Gervinus, and a host of Italian, French, English, Russian, Swedish, and German artists and antiquaries too numerous to mention. The most valuable of such special contributions may be found in the Bulletino Archeologico Napoletano, established by Avellino in 1843, and subsequently conducted by Signor Minervini;* in the Memorie della Reale Accademia Ercolanese di Archeologia di Napoli, commenced in 1822, and forming nine quarto volumes; and in the Annali dell' Istituto di Corrispondenza Archeologica, published alternately at Rome and Paris, from 1829 to 1857. In this connection we may also refer to the elder Niccolini's Museo Borbonico, in fifteen volumes of very unequal merit, but furnishing, on the whole, a peculiarly rich and useful repertory of antiquities.

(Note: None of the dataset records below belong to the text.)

use crate::progress::TerminalProgress;
use crate::prompt::Prompter;
use anyhow::{anyhow, bail, Result};
use rmcard_catalog::{
    auto_detect_backend, filter_by_manufacturer, manifest_locations, manufacturer_choices,
    scan_models, Backend, MODELS_DIR,
};
use rmcard_classifier::{
    find_master_disk, find_unique_target_card, target_card_candidates, DiscoveryError, TargetCard,
};
use rmcard_config::ConfigStore;
use rmcard_core::{CardRole, Configuration, DeviceInventory, InventorySource, ModelEntry, TargetCardSpec};
use rmcard_host_linux::unmount_partitions;
use rmcard_provision::{run_provision, BackendChoice, ProvisionPlan, StepStatus, Vram};
use rmcard_safety::SafetyContext;
use std::path::{Path, PathBuf};
use tracing::{info, warn};

/// Answers supplied up front; anything left `None` is asked for.
#[derive(Debug, Clone, Default)]
pub struct RunOptions {
    pub backend: Option<BackendChoice>,
    pub manufacturer: Option<String>,
    pub model: Option<String>,
    pub vram: Option<Vram>,
    pub skip_dev_config: bool,
    pub fused_moe: bool,
    pub allow_fixed: bool,
    pub report_base: Option<PathBuf>,
    pub unmount: bool,
    /// Take defaults instead of asking.
    pub assume_yes: bool,
}

pub struct App<'a> {
    pub store: &'a dyn ConfigStore,
    pub inventory: &'a dyn InventorySource,
    pub prompter: Prompter<'a>,
    pub spec: TargetCardSpec,
}

impl<'a> App<'a> {
    /// Top-level menu loop used when no subcommand is given.
    pub fn menu(&mut self) -> Result<()> {
        let options = ["System setup", "Run", "Exit"];
        loop {
            self.prompter.say("")?;
            self.prompter.say("RM-01 CFe-B card maker")?;
            match self.prompter.choose("Main menu", &options)? {
                0 => {
                    if let Err(err) = self.setup(None) {
                        self.prompter.say(format!("Setup failed: {:#}", err))?;
                    }
                }
                1 => {
                    if let Err(err) = self.run(&RunOptions::default()) {
                        self.prompter.say(format!("Run failed: {:#}", err))?;
                    }
                }
                _ => return Ok(()),
            }
        }
    }

    pub fn setup(&mut self, disk: Option<PathBuf>) -> Result<Configuration> {
        let mut config = self.store.load()?;
        let disk = match disk {
            Some(disk) => disk,
            None => self.ask_master_path()?,
        };
        if !disk.exists() {
            bail!("path does not exist: {}", disk.display());
        }
        let models = scan_models(&disk)?;
        if models.is_empty() {
            bail!("no models found under {}", disk.join(MODELS_DIR).display());
        }
        for model in &models {
            self.prompter
                .say(format!("  found model: {} - {}", model.manufacturer, model.model_name))?;
        }
        config.disk_path = Some(disk);
        config.models = models;
        self.store.save(&config)?;
        info!(models = config.models.len(), "setup saved");
        self.prompter
            .say(format!("Settings saved, {} model(s) found", config.models.len()))?;
        Ok(config)
    }

    fn ask_master_path(&mut self) -> Result<PathBuf> {
        let inventory = self.inventory.snapshot()?;
        if let Ok(master) = find_master_disk(&inventory.devices) {
            if let Some(mount) = &master.mount_point {
                let question = format!("Master disk found on {} at {}. Use it?", master.node, mount);
                if self.prompter.confirm(&question)? {
                    return Ok(PathBuf::from(mount));
                }
            }
        }
        loop {
            let answer = self
                .prompter
                .line("Enter the master disk path (for example /media/RMinte_Models):")?;
            if answer.is_empty() {
                self.prompter.say("The path cannot be empty")?;
                continue;
            }
            let path = PathBuf::from(answer);
            if path.exists() {
                return Ok(path);
            }
            self.prompter.say(format!("Path does not exist: {}", path.display()))?;
        }
    }

    /// Reports how every device classifies.
    pub fn detect(&mut self) -> Result<()> {
        let inventory = self.inventory.snapshot()?;
        let master = find_master_disk(&inventory.devices);
        match &master {
            Ok(master) => self.prompter.say(format!(
                "master disk: {} ({}) at {}",
                master.device,
                master.node,
                master.location()
            ))?,
            Err(err) => self.prompter.say(format!("master disk: {}", err))?,
        }
        let excluded = master.as_ref().ok().map(|m| m.device.clone());
        for (device, verdict) in target_card_candidates(&inventory.devices, excluded.as_deref(), &self.spec) {
            let line = match verdict {
                Ok(card) => format!(
                    "{}: target card (rootfs={}, models={}, app={})",
                    device.name,
                    describe_mount(&card, CardRole::Rootfs),
                    describe_mount(&card, CardRole::Models),
                    describe_mount(&card, CardRole::App)
                ),
                Err(rejection) => format!("{}: {}", device.name, rejection),
            };
            self.prompter.say(line)?;
        }
        Ok(())
    }

    /// Lists the models recorded by the last setup.
    pub fn models(&mut self, manufacturer: Option<&str>) -> Result<()> {
        let config = self.store.load()?;
        if !config.is_set_up() {
            bail!("system setup has not been done; run `rmcard setup` first");
        }
        let models: Vec<&ModelEntry> = match manufacturer {
            Some(manufacturer) => filter_by_manufacturer(&config.models, manufacturer),
            None => config.models.iter().collect(),
        };
        if models.is_empty() {
            self.prompter.say("No models")?;
        }
        for model in models {
            self.prompter.say(format!(
                "{}\t{}\t{}",
                model.manufacturer, model.model_name, model.full_name
            ))?;
        }
        Ok(())
    }

    /// Shows which backend a model resolves to.
    pub fn backend(&mut self, model_name: &str, manifest: Option<PathBuf>) -> Result<()> {
        let paths = match manifest {
            Some(path) => vec![path],
            None => {
                let config = self.store.load()?;
                let master_root = config
                    .disk_path
                    .ok_or_else(|| anyhow!("no master disk configured; pass --manifest or run setup"))?;
                let inventory = self.inventory.snapshot()?;
                let excluded = master_device(&inventory, &master_root)
                    .unwrap_or_else(|| master_root.display().to_string());
                let card = find_unique_target_card(&inventory.devices, Some(&excluded), &self.spec).ok();
                let models_mount = card
                    .as_ref()
                    .and_then(|card| card.mount_point(CardRole::Models))
                    .map(Path::new);
                manifest_locations(&master_root, models_mount)
            }
        };
        let detected = auto_detect_backend(model_name, &paths);
        let source = match &detected.manifest {
            Some(path) => path.display().to_string(),
            None => "default".to_string(),
        };
        self.prompter
            .say(format!("{}: {} ({})", model_name, detected.name, source))?;
        Ok(())
    }

    pub fn run(&mut self, options: &RunOptions) -> Result<()> {
        let mut config = self.store.load()?;
        if !config.is_set_up() {
            bail!("system setup has not been done; run `rmcard setup` first");
        }
        let master_root = config
            .disk_path
            .clone()
            .ok_or_else(|| anyhow!("master disk path missing from configuration"))?;

        let inventory = self.inventory.snapshot()?;
        let master_device = master_device(&inventory, &master_root);
        let excluded = master_device
            .clone()
            .unwrap_or_else(|| master_root.display().to_string());
        let card = self.pick_target(&inventory, &excluded, options.assume_yes)?;
        self.prompter.say(format!("Target card: {}", card.device))?;

        let backend = match options.backend {
            Some(choice) => choice,
            None if options.assume_yes => BackendChoice::Auto,
            None => self.ask_backend()?,
        };
        let model = self.pick_model(&config.models, options)?;
        let vram = self.pick_vram(options)?;
        let fused_moe = match vram {
            None if options.fused_moe => bail!("--fused-moe needs --vram"),
            None => false,
            Some(_) if options.fused_moe => true,
            Some(_) if options.assume_yes => false,
            Some(_) => self
                .prompter
                .confirm("Add model optimisation and inference acceleration configs (fused MoE)?")?,
        };

        if !options.assume_yes {
            let question = format!(
                "Write {} to {} ({})?",
                model.full_name,
                card.device,
                describe_mount(&card, CardRole::Models)
            );
            if !self.prompter.confirm(&question)? {
                self.prompter.say("Cancelled")?;
                return Ok(());
            }
        }
        if config.target_card.as_deref() != Some(card.device.as_str()) {
            config.target_card = Some(card.device.clone());
            self.store.save(&config)?;
        }

        let plan = ProvisionPlan {
            master_root,
            master_device,
            card: card.clone(),
            model,
            backend,
            vram,
            fused_moe,
            safety: SafetyContext {
                allow_non_removable: options.allow_fixed,
            },
            report_base: options.report_base.clone(),
        };
        let outcome = run_provision(&plan, &inventory, &mut TerminalProgress::default())?;

        let backend_source = match (&backend, &outcome.backend_manifest) {
            (BackendChoice::Manual(_), _) => "chosen".to_string(),
            (BackendChoice::Auto, Some(path)) => format!("detected from {}", path.display()),
            (BackendChoice::Auto, None) => "default, no manifest match".to_string(),
        };
        self.prompter
            .say(format!("Backend: {} ({})", outcome.backend, backend_source))?;
        for step in &outcome.steps {
            let line = match &step.status {
                StepStatus::Completed { files, bytes } => {
                    format!("✓ {}: {} file(s), {} bytes", step.step, files, bytes)
                }
                StepStatus::Partial { copied, warnings, .. } => {
                    format!("⚠ {}: {} copied, {} warning(s)", step.step, copied, warnings)
                }
                StepStatus::Failed { reason } => format!("✗ {}: {}", step.step, reason),
            };
            self.prompter.say(line)?;
        }
        if let Some(report) = &outcome.report {
            self.prompter.say(format!("Report: {}", report.root.display()))?;
        }
        self.prompter.say("Card provisioning finished")?;

        let unmount = options.unmount
            || (!options.assume_yes && self.prompter.confirm("Unmount the card now?")?);
        if unmount {
            self.unmount(Some(&card.device))?;
        }
        Ok(())
    }

    fn pick_target(
        &mut self,
        inventory: &DeviceInventory,
        excluded: &str,
        assume_yes: bool,
    ) -> Result<TargetCard> {
        match find_unique_target_card(&inventory.devices, Some(excluded), &self.spec) {
            Ok(card) => Ok(card),
            Err(DiscoveryError::AmbiguousTarget { candidates }) if !assume_yes => {
                warn!(?candidates, "several target cards attached, asking");
                let idx = self.prompter.choose("Several cards found, pick the target", &candidates)?;
                let chosen: Vec<_> = inventory
                    .devices
                    .iter()
                    .filter(|device| device.name == candidates[idx])
                    .cloned()
                    .collect();
                Ok(find_unique_target_card(&chosen, Some(excluded), &self.spec)?)
            }
            Err(err) => Err(err.into()),
        }
    }

    fn ask_backend(&mut self) -> Result<BackendChoice> {
        let options = [
            Backend::FlashAttention.name(),
            Backend::FlashInfer.name(),
            "Not sure, detect automatically",
        ];
        Ok(match self.prompter.choose("Backend", &options)? {
            0 => BackendChoice::Manual(Backend::FlashAttention),
            1 => BackendChoice::Manual(Backend::FlashInfer),
            _ => BackendChoice::Auto,
        })
    }

    fn pick_model(&mut self, models: &[ModelEntry], options: &RunOptions) -> Result<ModelEntry> {
        if let Some(name) = &options.model {
            return models
                .iter()
                .find(|model| &model.full_name == name)
                .or_else(|| models.iter().find(|model| &model.model_name == name))
                .cloned()
                .ok_or_else(|| anyhow!("model {} is not in the last scan; run setup again", name));
        }
        if options.assume_yes {
            bail!("--model is required with --yes");
        }
        let manufacturer = match &options.manufacturer {
            Some(manufacturer) => manufacturer.clone(),
            None => {
                let choices = manufacturer_choices();
                let idx = self.prompter.choose("Model manufacturer", &choices)?;
                choices[idx].to_string()
            }
        };
        let filtered = filter_by_manufacturer(models, &manufacturer);
        if filtered.is_empty() {
            bail!("no models from {}", manufacturer);
        }
        let labels: Vec<_> = filtered
            .iter()
            .map(|model| format!("{} - {}", model.manufacturer, model.model_name))
            .collect();
        let idx = self.prompter.choose("Model", &labels)?;
        Ok(filtered[idx].clone())
    }

    fn pick_vram(&mut self, options: &RunOptions) -> Result<Option<Vram>> {
        if options.vram.is_some() || options.skip_dev_config || options.assume_yes {
            return Ok(options.vram.filter(|_| !options.skip_dev_config));
        }
        if !self.prompter.confirm("Generate dev-mode model launch configs?")? {
            return Ok(None);
        }
        let labels: Vec<_> = Vram::ALL.iter().map(|vram| vram.as_str()).collect();
        let idx = self.prompter.choose("VRAM size", &labels)?;
        Ok(Some(Vram::ALL[idx]))
    }

    /// Unmounts the named card, or the one remembered in the configuration.
    pub fn unmount(&mut self, device: Option<&str>) -> Result<()> {
        let config = self.store.load()?;
        let name = device
            .map(str::to_string)
            .or(config.target_card)
            .ok_or_else(|| anyhow!("no target card known; run detection first"))?;
        let inventory = self.inventory.snapshot()?;
        let device = inventory
            .device(&name)
            .ok_or_else(|| anyhow!("device {} is not attached", name))?;
        let outcomes = unmount_partitions(device);
        if outcomes.is_empty() {
            self.prompter.say("Nothing to unmount")?;
        }
        for outcome in outcomes {
            match outcome.result {
                Ok(()) => self.prompter.say(format!("✓ unmounted {}", outcome.node))?,
                Err(reason) => self
                    .prompter
                    .say(format!("⚠ could not unmount {}: {}", outcome.node, reason))?,
            }
        }
        Ok(())
    }
}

The works whose titles we have placed at the head of the present article embody the most recent results of the Pompeian excavations. The most full and comprehensive of these is without doubt the Historia of Fiorelli, which stands first on our list. It is not so much a well-digested history as a vast storehouse of historical materials, a careful and complete compilation of the official records of Pompeii, from its resurrection in 1748 to the year 1860. Nothing is omitted; the discovery of a nail or a fragment of common pottery is as conscientiously noted as the exhuming of the finest fresco or the most beautiful statue. To the archæological student this work is indispensable; it is unfortunate, however, that the author has not yet found leisure to add the promised Commentarius perpetuus and Indices locupletissimi, whereby its perusal would be facilitated, and its practical value greatly enhanced. Immediately after the revolution of 1860, by which the union of Naples with the Kingdom of Italy was effected, Fiorelli was appointed Inspector of the Excavations. On the last day of July, 1861, he published the first number of the Giornale degli Scavi, which may be regarded as substantially a continuation of the Historia, and contains not only an exact register of the number and quality of the objects and edifices discovered, con la più minuta descrizione di tutte le particolarità del loro rinvenimento, but also excellent engravings of the best

The publication of this journal was resumed by Minervini in 1860, under the title of Bulletino Archeologico Ita' ano, but survived only two years.